This topic describes how to use SQL to quickly deploy a behavior sequence transformer (BST) model in AnalyticDB for MySQL to execute machine learning jobs, including data processing and model creation, training, evaluation, and prediction.
Scenarios
You can use SQL queries to quickly deploy models to implement data preprocessing, training, and inference.
AnalyticDB for MySQL supports BST models. The BST models are suitable for scenarios in which user behavior patterns and preferences are analyzed to predict future trends and provide personalized recommendations.
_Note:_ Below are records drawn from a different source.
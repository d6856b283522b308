//! `a3s-watch check` command: check an image against its registry.

use std::sync::Arc;

use a3s_watch_core::image::UNKNOWN_REGISTRY;
use a3s_watch_core::tag::{parse_semver, TagFilter};
use a3s_watch_core::{ImageRef, RegistryRef, TagRef, WatchConfig};
use a3s_watch_runtime::reference::DEFAULT_TAG;
use a3s_watch_runtime::{ImageName, ProviderRegistry, RegistryProvider};
use clap::Args;

use crate::output;

#[derive(Args)]
pub struct CheckArgs {
    /// Image reference (e.g., ghcr.io/org/app:1.2.3)
    pub image: String,

    /// Platform architecture used to pick a manifest
    #[arg(long, default_value = "amd64")]
    pub arch: String,

    /// Platform operating system used to pick a manifest
    #[arg(long, default_value = "linux")]
    pub os: String,

    /// Platform variant (e.g., v8)
    #[arg(long)]
    pub variant: Option<String>,
}

pub async fn execute(args: CheckArgs, config: &WatchConfig) -> anyhow::Result<()> {
    let providers = ProviderRegistry::new();
    for entry in &config.registries {
        match RegistryProvider::register(&entry.provider, &entry.name, &entry.config).await {
            Ok(provider) => providers.insert(Arc::new(provider)),
            Err(e) => tracing::warn!(provider = %entry.provider, name = %entry.name, error = %e, "Skipping registry"),
        }
    }

    let image = local_image(&args)?;
    let (image, provider) = providers.normalize(&image);
    let Some(provider) = provider else {
        anyhow::bail!("No configured registry provider matches {}", args.image);
    };

    let tags = provider.get_tags(&image).await?;
    let candidates = TagFilter::default().candidates(&image.tag.value, image.tag.semver, &tags);
    let digest = match provider.get_image_manifest_digest(&image, None).await {
        Ok(digest) => format!("{} (v{})", output::short_digest(&digest.digest), digest.version),
        Err(e) => {
            tracing::warn!(image = %args.image, error = %e, "Digest lookup failed");
            "-".to_string()
        }
    };

    let newest = candidates.first().cloned().unwrap_or_else(|| "-".to_string());
    let mut table = output::new_table(&["FIELD", "VALUE"]);
    table.add_row(["Provider", provider.id()]);
    table.add_row(["Registry", image.registry.url.as_str()]);
    table.add_row(["Repository", image.name.as_str()]);
    table.add_row(["Tag", image.tag.value.as_str()]);
    table.add_row(["Semver", if image.tag.semver { "yes" } else { "no" }]);
    table.add_row(["Tags", tags.len().to_string().as_str()]);
    table.add_row(["Candidates", output::join_limited(&candidates, 5).as_str()]);
    table.add_row(["Newest", newest.as_str()]);
    table.add_row(["Digest", digest.as_str()]);
    println!("{table}");
    Ok(())
}

/// Image reference as a watcher would build it for a running container.
fn local_image(args: &CheckArgs) -> anyhow::Result<ImageRef> {
    let parsed = ImageName::parse(&args.image)?;
    let tag = parsed.tag.unwrap_or_else(|| DEFAULT_TAG.to_string());
    Ok(ImageRef {
        registry: RegistryRef {
            name: UNKNOWN_REGISTRY.to_string(),
            url: parsed.domain.unwrap_or_default(),
        },
        name: parsed.path,
        tag: TagRef {
            semver: parse_semver(&tag).is_some(),
            value: tag,
        },
        architecture: args.arch.clone(),
        os: args.os.clone(),
        variant: args.variant.iter().cloned().collect(),
        ..Default::default()
    })
}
For example, in the gaming or e-commerce industry, long-term dependencies between user behaviors can be captured to accurately understand and predict user behavior patterns and preferences to provide personalized services and recommendations.
Prerequisites
An AnalyticDB for MySQL Data Lakehouse Edition cluster is created.
The minor version of the AnalyticDB for MySQL cluster is 3.2.4.0 or later.
NoteTo query the minor version of an AnalyticDB for MySQL Data Lakehouse Edition cluster, execute the
SELECT adb_version();
statement. To update the minor version of a cluster, contact technical support.The AI resource group feature is enabled. The AI resource group feature is in public preview. To enable the feature, contact technical support.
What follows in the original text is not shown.